Medicinski pregled ◽

10.2298/mpns0912547r ◽

2009 ◽

Vol 62 (11-12) ◽

pp. 547-553 ◽

Cited By ~ 22

Author(s):

Tatjana Radosavljevic ◽

Dusan Mladenovic ◽

Danijela Vucevic

Keyword(s):

Oxidative Stress ◽

Nitric Oxide ◽

Reactive Oxygen Species ◽

Liver Injury ◽

Kupffer Cells ◽

Reactive Oxygen ◽

Oxygen Species ◽

Alcoholic Liver Injury ◽

Chronic Ethanol Consumption

Introduction. Oxidative stress plays an important role in pathogenesis of alcoholic liver injury. The main source of free oxygen species is cytochrome P450-dependent monooxygenase, which can be induced by ethanol. Role of cytochrome P4502E1 in ethanol-induced oxidative stress. Reactive oxygen species produced by this enzyme are more important in intracellular oxidative damage compared to species derived from activated phagocytes. Free radicals lead to lipid peroxidation, enzymatic inactivation and protein oxidation. Role of mitochondria in alcohol-induced oxidative stress. Production of mitochondrial reactive oxygen species is increased, and glutathione content is decreased in chronically ethanolfed animals.
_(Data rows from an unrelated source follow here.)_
//! Relationship aggregator
//!
//! Every public query runs to completion synchronously, fails fast on the
//! first lookup error and never returns a partial view. Failures are wrapped
//! under the query's op with the original error kept as the source.

use openclimate_core::errors::{ExError, ExErrorKind};
use openclimate_core::{log_op_end, log_op_error, log_op_start};
use openclimate_core::{ActorKind, ActorRef, Index, Record, Region};
use openclimate_core_types::RequestContext;
use openclimate_store::errors::Result;
use openclimate_store::{KeyedStore, Repositories};

use super::scope::StateScope;
use super::views::{
    ActorDashboard, ActorSummary, CompanyDashboard, CompanyReview, CountryDashboard, NationState,
    Subnational,
};

/// Read-only query surface over one store
#[derive(Debug, Clone)]
pub struct Aggregator<'s> {
    repos: Repositories<'s>,
    ctx: RequestContext,
}

impl<'s> Aggregator<'s> {
    /// Aggregator with a freshly minted request context
    pub fn new(store: &'s KeyedStore) -> Self {
        Self::with_context(store, RequestContext::new())
    }

    pub fn with_context(store: &'s KeyedStore, ctx: RequestContext) -> Self {
        Self {
            repos: Repositories::new(store),
            ctx,
        }
    }

    pub fn context(&self) -> &RequestContext {
        &self.ctx
    }

    pub fn repositories(&self) -> &Repositories<'s> {
        &self.repos
    }

    /// Actor record plus its resolved pledges
    ///
    /// ## Errors
    ///
    /// - `InvalidInput`: the actor is a state (states are only reachable
    ///   through the nation-state drill-down)
    /// - `NotFound`: the actor or one of its pledges is missing
    /// - `DataCorruption`: a fetched record does not decode
    pub fn dashboard(&self, actor: ActorRef) -> Result<ActorDashboard> {
        let op = "dashboard";
        log_op_start!(
            op,
            request_id = self.ctx.request_id.as_str(),
            actor_kind = actor.kind.as_str(),
            index = actor.index
        );
        let start = std::time::Instant::now();

        let dashboard = self.dashboard_impl(actor).map_err(|e| {
            let e = self.fail(op, e);
            log_op_error!(
                op,
                e.clone(),
                duration_ms = start.elapsed().as_millis() as u64,
                request_id = self.ctx.request_id.as_str()
            );
            e
        })?;

        log_op_end!(
            op,
            duration_ms = start.elapsed().as_millis() as u64,
            request_id = self.ctx.request_id.as_str(),
            pledge_count = dashboard.pledges().len()
        );
        Ok(dashboard)
    }

    fn dashboard_impl(&self, actor: ActorRef) -> Result<ActorDashboard> {
        match actor.kind {
            ActorKind::Country => {
                let country = self.repos.countries.retrieve_by_index(actor.index)?;
                let pledges = self.repos.pledges_of(&country.pledges)?;
                Ok(ActorDashboard::Country(CountryDashboard::new(
                    country, pledges,
                )))
            }
            ActorKind::Company => {
                let company = self.repos.companies.retrieve_by_index(actor.index)?;
                let pledges = self.repos.pledges_of(&company.pledges)?;
                Ok(ActorDashboard::Company(CompanyDashboard::new(
                    company, pledges,
                )))
            }
            ActorKind::State => Err(ExError::new(ExErrorKind::InvalidInput)
                .with_partition(actor.kind.partition())
                .with_index(actor.index)
                .with_message("dashboards are served for countries and companies only")),
        }
    }

    /// Certificates and climate reports of one company
    pub fn company_review(&self, company: Index) -> Result<CompanyReview> {
        let op = "company_review";
        log_op_start!(
            op,
            request_id = self.ctx.request_id.as_str(),
            index = company
        );
        let start = std::time::Instant::now();

        let review = self
            .repos
            .companies
            .retrieve_by_index(company)
            .map(CompanyReview::from)
            .map_err(|e| {
                let e = self.fail(op, e);
                log_op_error!(
                    op,
                    e.clone(),
                    duration_ms = start.elapsed().as_millis() as u64,
                    request_id = self.ctx.request_id.as_str()
                );
                e
            })?;

        log_op_end!(
            op,
            duration_ms = start.elapsed().as_millis() as u64,
            request_id = self.ctx.request_id.as_str()
        );
        Ok(review)
    }

    /// Every actor of one kind, in store order
    pub fn list_actors(&self, kind: ActorKind) -> Result<Vec<ActorSummary>> {
        let op = "list_actors";
        log_op_start!(
            op,
            request_id = self.ctx.request_id.as_str(),
            actor_kind = kind.as_str()
        );
        let start = std::time::Instant::now();

        let actors = self.list_actors_impl(kind).map_err(|e| {
            let e = self.fail(op, e);
            log_op_error!(
                op,
                e.clone(),
                duration_ms = start.elapsed().as_millis() as u64,
                request_id = self.ctx.request_id.as_str()
            );
            e
        })?;

        log_op_end!(
            op,
            duration_ms = start.elapsed().as_millis() as u64,
            request_id = self.ctx.request_id.as_str(),
            actor_count = actors.len()
        );
        Ok(actors)
    }

    /// Shorthand for `list_actors(ActorKind::Country)`
    pub fn list_nation_states(&self) -> Result<Vec<ActorSummary>> {
        self.list_actors(ActorKind::Country)
    }

    /// Shorthand for `list_actors(ActorKind::Company)`
    pub fn list_multinationals(&self) -> Result<Vec<ActorSummary>> {
        self.list_actors(ActorKind::Company)
    }

    fn list_actors_impl(&self, kind: ActorKind) -> Result<Vec<ActorSummary>> {
        fn summarize<T: Record>(kind: ActorKind, records: Vec<T>) -> Vec<ActorSummary> {
            records
                .into_iter()
                .map(|record| ActorSummary {
                    kind,
                    index: record.index(),
                    name: record.name().to_string(),
                })
                .collect()
        }

        Ok(match kind {
            ActorKind::Country => summarize(kind, self.repos.countries.retrieve_all()?),
            ActorKind::Company => summarize(kind, self.repos.companies.retrieve_all()?),
            ActorKind::State => summarize(kind, self.repos.regions.retrieve_all()?),
        })
    }

    /// Nested drill-down: the company's countries, each with the states
    /// selected by `scope`, each state with its pledges and the company's
    /// assets located there
    ///
    /// Output follows the company's country list order, and within each
    /// country its state list order. State names are resolved once, when
    /// the first country is expanded, so an unknown name fails the call under
    /// either scope; a company with no countries never touches its state
    /// list. Under `MatchingCountry` each country then looks its states up by
    /// name and country, so same-named regions stay apart.
    ///
    /// ## Errors
    ///
    /// The first failing lookup (company, country, state, pledge or asset)
    /// aborts the call; its kind is preserved on the returned error.
    pub fn nation_states(&self, company: Index, scope: StateScope) -> Result<Vec<NationState>> {
        let op = "nation_states";
        log_op_start!(
            op,
            request_id = self.ctx.request_id.as_str(),
            index = company,
            scope = scope.as_str()
        );
        let start = std::time::Instant::now();

        let nation_states = self.nation_states_impl(company, scope).map_err(|e| {
            let e = self.fail(op, e);
            log_op_error!(
                op,
                e.clone(),
                duration_ms = start.elapsed().as_millis() as u64,
                request_id = self.ctx.request_id.as_str()
            );
            e
        })?;

        log_op_end!(
            op,
            duration_ms = start.elapsed().as_millis() as u64,
            request_id = self.ctx.request_id.as_str(),
            nation_state_count = nation_states.len(),
            subnational_count = nation_states
                .iter()
                .map(|n| n.subnationals.len())
                .sum::<usize>()
        );
        Ok(nation_states)
    }

    fn nation_states_impl(&self, company: Index, scope: StateScope) -> Result<Vec<NationState>> {
        let company = self.repos.companies.retrieve_by_index(company)?;
        let countries = self.repos.company_countries(&company)?;

        let mut states: Option<Vec<Region>> = None;
        let mut nation_states = Vec::with_capacity(countries.len());

        for country in countries {
            let pledges = self.repos.pledges_of(&country.pledges)?;

            if states.is_none() {
                states = Some(self.repos.company_states(&company)?);
            }
            let in_scope = match scope {
                StateScope::AllCompanyStates => states.clone().unwrap_or_default(),
                StateScope::MatchingCountry => {
                    self.repos.company_states_in(&company, &country.name)?
                }
            };

            let mut subnationals = Vec::with_capacity(in_scope.len());
            for region in &in_scope {
                let state_pledges = self.repos.pledges_of(&region.pledges)?;
                let assets = self.repos.company_assets_in_state(&company, &region.name)?;
                subnationals.push(Subnational::new(region, state_pledges, assets));
            }

            tracing::debug!(
                country = %country.name,
                subnationals = subnationals.len(),
                "nation state assembled"
            );
            nation_states.push(NationState {
                name: country.name,
                pledges,
                subnationals,
            });
        }

        Ok(nation_states)
    }

    /// Wrap a lower-layer failure under `op` and stamp correlation ids
    fn fail(&self, op: &str, cause: ExError) -> ExError {
        let err = ExError::wrap(op, cause).with_request_id(self.ctx.request_id.clone());
        match &self.ctx.trace_id {
            Some(trace_id) => err.with_trace_id(trace_id.clone()),
            None => err,
        }
    }
}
Oxidative stress in mitochondria leads to mitochondrial DNA damage and has a dual effect on apoptosis. Role of Kupffer cells in alcohol-induced liver injury. Chronic ethanol consumption is associated with increased release of endotoxin from gut lumen into portal circulation. Endotoxin activates Kupffer cells, which then release proinflammatory cytokines and oxidants. Role of neutrophils in alcohol-induced liver injury. Alcoholic liver injury leads to the accumulation of neutrophils, which release reactive oxygen species and lysosomal enzymes and contribute to hepatocyte damage and necrosis. Role of nitric oxide in alcohol-induced oxidative stress. High amounts of nitric oxide contribute to the oxidative damage, mainly by generating peroxynitrites. Role of antioxidants in ethanol-induced oxidative stress. Chronic ethanol consumption is associated with reduced liver glutathione and ?-tocopherol level and with reduced superoxide dismutase, catalase and glutathione peroxidase activity. Conclusion. Oxidative stress in alcoholic liver disease is a consequence of increased production of oxidants and decreased antioxidant defense in the liver.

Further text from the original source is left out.